Coffee is particularly well-suited to the online subscription model

As for the direct to consumer aspect of VEGA's operation, this gives the farmers a direct connection to the end customer, says Ketabi.

And with subscription services of all kinds from Blue Apron to Naturebox just starting to take off, it also feels like the perfect time to get in on the action, adds Ketabi, who raised money on Kickstarter to get the project off the ground (and just as importantly, gain its first ‘guinea pigs’ as users) and is now raising money from a pool of investors focusing on businesses with a social justice dimension such as VEGA​.

“There’s a lot of VC money going into subscriptions services, but as yet there is no real market leader, and we wanted to get in at an early stage.”

vega employees
VEGA's farmers produce single-origin Arabica coffee

And coffee is particularly well-suited to the online subscription model, as it’s a premium product with high household penetration that people consume regularly (unlike fancy condiments and some of the gourmet items you see in some food subscription services), but can also be a complex and intimidating category to navigate, she says.

So, if the coffee is superb, and the price is right, $15 a month for a box is something many people will be prepared to pay, especially if they know that a far larger chunk of that $15 is going to the people that actually grow, and roast, the coffee, she says (users get to choose between a light, medium, dark or ‘surprise’ roast, in whole bean, finely, coarsely, or medium ground format).

And the connection doesn’t end there. Not only do the growers write their names on the packs of coffee, they also pack the boxes and prepare the shipping labels to the end consumers in Idaho, Nebraska or Ohio before they are loaded onto pallets, shipped to Miami, and mailed to consumers.

And while there are other coffee subscription services out there, none give growers the same share of the pie that VEGA does, she says.

VEGA beans

Keeping up the excitement

The challenge for VEGA, like any new business, is letting the world know it exists, and finding the most effective way to communicate the benefits of its business model. So far it has chosen to call out ‘farmed and roasted by women’ and 'farmers earn 4x more' on front of pack, but will learn what messages resonate most strongly as the business grows and evolves, she says.
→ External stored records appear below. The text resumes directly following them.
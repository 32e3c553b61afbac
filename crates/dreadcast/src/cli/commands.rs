//! CLI command definitions.

use clap::{Parser, Subcommand, ValueEnum};
use dreadcast::TimeWindow;
use std::path::PathBuf;

/// Dreadcast - fetch Reddit stories and narrate them with text-to-speech
#[derive(Parser, Debug)]
#[command(name = "dreadcast")]
#[command(about = "Fetch Reddit stories and narrate them with text-to-speech", long_about = None)]
#[command(version)]
pub struct Cli {
    /// Command to execute
    #[command(subcommand)]
    pub command: Commands,

    /// Enable verbose logging
    #[arg(short, long, global = true)]
    pub verbose: bool,

    /// Configuration file layered over the defaults
    #[arg(short, long, global = true, env = "DREADCAST_CONFIG")]
    pub config: Option<PathBuf>,

    /// Emit logs as JSON
    #[arg(long, global = true)]
    pub json_logs: bool,
}

/// Available commands
#[derive(Subcommand, Debug)]
pub enum Commands {
    /// Fetch top posts and save the ones not already stored
    Fetch {
        /// Subreddit to fetch (defaults to reddit.subreddit)
        #[arg(long, short)]
        subreddit: Option<String>,

        /// Number of posts to request, 1-100 (defaults to reddit.limit)
        #[arg(long, short)]
        limit: Option<usize>,

        /// Top listing time window (defaults to reddit.window)
        #[arg(long, short, value_parser = parse_window)]
        window: Option<TimeWindow>,
    },

    /// Show the next unprocessed story without narrating it
    Next {
        /// Output format
        #[arg(long, default_value = "human")]
        format: OutputFormat,
    },

    /// Narrate the next unprocessed story and mark it processed
    Process {
        /// Also render an MP4 with FFmpeg
        #[arg(long)]
        video: bool,

        /// Prebuilt voice name (defaults to narration.voice)
        #[arg(long)]
        voice: Option<String>,
    },

    /// Show processed and unprocessed counts
    Status {
        /// Output format
        #[arg(long, default_value = "human")]
        format: OutputFormat,
    },

    /// Check configuration, directories, API key and FFmpeg
    Check {
        /// Output format
        #[arg(long, default_value = "human")]
        format: OutputFormat,
    },
}

/// Output format options
#[derive(ValueEnum, Clone, Copy, Debug, PartialEq, Eq)]
pub enum OutputFormat {
    /// Human-readable format
    Human,
    /// JSON format
    Json,
}

fn parse_window(s: &str) -> Result<TimeWindow, String> {
    s.parse()
}

#[cfg(test)]
mod tests {
    use super::*;
    use clap::CommandFactory;

    #[test]
    fn test_cli_definition_is_valid() {
        Cli::command().debug_assert();
    }

    #[test]
    fn test_package_metadata_is_our_own() {
        assert_eq!(env!("CARGO_PKG_AUTHORS"), "Dreadcast Developers");
        assert_eq!(env!("CARGO_PKG_REPOSITORY"), "");
    }

    #[test]
    fn test_fetch_arguments() {
        let cli = Cli::try_parse_from([
            "dreadcast",
            "fetch",
            "--subreddit",
            "nosleep",
            "--limit",
            "10",
            "--window",
            "month",
        ])
        .unwrap();

        match cli.command {
            Commands::Fetch {
                subreddit,
                limit,
                window,
            } => {
                assert_eq!(subreddit.as_deref(), Some("nosleep"));
                assert_eq!(limit, Some(10));
                assert_eq!(window, Some(TimeWindow::Month));
            }
            other => panic!("unexpected command: {:?}", other),
        }
    }

    #[test]
    fn test_global_flags_after_subcommand() {
        let cli = Cli::try_parse_from(["dreadcast", "status", "--format", "json", "-v"]).unwrap();
        assert!(cli.verbose);
        assert!(matches!(
            cli.command,
            Commands::Status {
                format: OutputFormat::Json
            }
        ));
    }

    #[test]
    fn test_bad_window_rejected() {
        assert!(Cli::try_parse_from(["dreadcast", "fetch", "--window", "fortnight"]).is_err());
    }
}
//! Core data types for the Dreadcast pipeline.
//!
//! This crate provides the story record shared by the store, the selector and
//! both adapters.

#![forbid(unsafe_code)]
#![warn(missing_docs)]

mod naming;
mod segment;
mod story;

pub use naming::{artifact_stem, sanitize_title};
pub use segment::{SegmentKind, split_segments};
pub use story::{Story, StoryBuilder, StoryBuilderError, StoryDefect, StoryId};
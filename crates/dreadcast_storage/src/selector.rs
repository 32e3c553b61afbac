//! Selection of the next story to narrate.

use dreadcast_core::Story;
use dreadcast_error::DreadcastResult;
use dreadcast_interface::StoryStore;
use serde::{Deserialize, Serialize};

/// Pick the first unprocessed story by ascending creation time, ties broken
/// by identifier.
///
/// Does not assume `stories` is sorted.
pub fn select_next(stories: &[Story]) -> Option<&Story> {
    stories.iter().filter(|s| !s.processed()).min_by(|a, b| {
        a.created_at()
            .cmp(b.created_at())
            .then_with(|| a.id().cmp(b.id()))
    })
}

/// Scan the store for the next unprocessed story.
///
/// Returns `None` when every stored record is processed (or the store is
/// empty). Repeated calls without an intervening mutation return the same
/// story.
///
/// # Errors
///
/// Propagates any error from [`StoryStore::load_all`].
#[tracing::instrument(skip(store))]
pub async fn next_unprocessed<S>(store: &S) -> DreadcastResult<Option<Story>>
where
    S: StoryStore + ?Sized,
{
    let stories = store.load_all().await?;
    let next = select_next(&stories).cloned();

    match &next {
        Some(story) => tracing::debug!(id = %story.id(), "Selected next unprocessed story"),
        None => tracing::debug!(total = stories.len(), "No unprocessed stories"),
    }

    Ok(next)
}

/// Processed/unprocessed counts across a set of stories.
#[derive(Debug, Clone, Copy, PartialEq, Eq, Default, Serialize, Deserialize)]
pub struct ProcessingStatus {
    /// Stories with narration completed
    pub processed: usize,
    /// Stories still waiting for narration
    pub unprocessed: usize,
    /// All stories
    pub total: usize,
}

impl ProcessingStatus {
    /// Percentage of stories processed, `0.0` for an empty set.
    pub fn completion_rate(&self) -> f64 {
        if self.total == 0 {
            0.0
        } else {
            self.processed as f64 / self.total as f64 * 100.0
        }
    }

    /// The counts together with the completion rate, for reporting.
    pub fn summary(&self) -> StatusSummary {
        StatusSummary {
            counts: *self,
            completion_rate: self.completion_rate(),
        }
    }
}

/// [`ProcessingStatus`] plus its completion rate, serialized flat.
///
/// ```json
/// {"processed": 2, "unprocessed": 2, "total": 4, "completion_rate": 50.0}
/// ```
#[derive(Debug, Clone, Copy, PartialEq, Serialize)]
pub struct StatusSummary {
    /// Raw counts
    #[serde(flatten)]
    pub counts: ProcessingStatus,
    /// Percentage of stories processed
    pub completion_rate: f64,
}

/// Count processed and unprocessed stories.
pub fn processing_status(stories: &[Story]) -> ProcessingStatus {
    let processed = stories.iter().filter(|s| s.processed()).count();
    ProcessingStatus {
        processed,
        unprocessed: stories.len() - processed,
        total: stories.len(),
    }
}

#[cfg(test)]
mod tests {
    use super::*;
    use chrono::{DateTime, TimeZone, Utc};
    use dreadcast_core::StoryBuilder;

    fn at(minute: u32) -> DateTime<Utc> {
        Utc.with_ymd_and_hms(2025, 10, 1, 12, minute, 0).unwrap()
    }

    fn story(id: &str, created_at: DateTime<Utc>, processed: bool) -> Story {
        let mut s = StoryBuilder::default()
            .id(id)
            .title(format!("Story {}", id))
            .body("Something was in the hallway.")
            .score(1)
            .created_at(created_at)
            .build()
            .unwrap();
        if processed {
            s.mark_processed(at(59));
        }
        s
    }

    #[test]
    fn test_select_next_empty() {
        assert!(select_next(&[]).is_none());
    }

    #[test]
    fn test_select_next_prefers_earliest_creation() {
        let stories = vec![story("b", at(2), false), story("a", at(1), false)];
        assert_eq!(select_next(&stories).unwrap().id().as_str(), "a");
    }

    #[test]
    fn test_select_next_breaks_ties_by_id() {
        let stories = vec![story("zz", at(1), false), story("aa", at(1), false)];
        assert_eq!(select_next(&stories).unwrap().id().as_str(), "aa");
    }

    #[test]
    fn test_select_next_skips_processed() {
        let stories = vec![story("a", at(1), true), story("b", at(2), false)];
        assert_eq!(select_next(&stories).unwrap().id().as_str(), "b");
    }

    #[test]
    fn test_select_next_none_when_all_processed() {
        let stories = vec![story("a", at(1), true), story("b", at(2), true)];
        assert!(select_next(&stories).is_none());
    }

    #[test]
    fn test_processing_status_counts() {
        let stories = vec![
            story("a", at(1), true),
            story("b", at(2), false),
            story("c", at(3), false),
            story("d", at(4), true),
        ];
        let status = processing_status(&stories);
        assert_eq!(status.processed, 2);
        assert_eq!(status.unprocessed, 2);
        assert_eq!(status.total, 4);
        assert!((status.completion_rate() - 50.0).abs() < f64::EPSILON);
    }

    #[test]
    fn test_summary_serializes_counts_and_rate() {
        let stories = vec![
            story("a", at(1), true),
            story("b", at(2), false),
            story("c", at(3), false),
            story("d", at(4), false),
        ];
        let json = serde_json::to_value(processing_status(&stories).summary()).unwrap();
        assert_eq!(
            json,
            serde_json::json!({
                "processed": 1,
                "unprocessed": 3,
                "total": 4,
                "completion_rate": 25.0,
            })
        );
    }

    #[test]
    fn test_completion_rate_empty() {
        assert_eq!(processing_status(&[]).completion_rate(), 0.0);
    }
}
But assuming you can attract consumers that like the idea of getting a world-class coffee delivered to their door with a dose of social justice added for good measure, how do you retain their loyalty, and keep them engaged, if you’ve only got a limited selection of coffee on offer?

coffee bags vega

In the short term, this hasn’t been an issue, says Ketabi, as VEGA’s website​ has only been up and running since early this year, and customer retention rates are good – with around half opting for monthly deliveries and half for deliveries every two weeks.

But variety will become more important in the long-term, she acknowledges, and in future, she hopes to replicate the business model set up in Nicaragua in other coffee-growing regions, so VEGA customers might be able to “get coffee from Nicaragua one month, Guatemala the next, and so on.”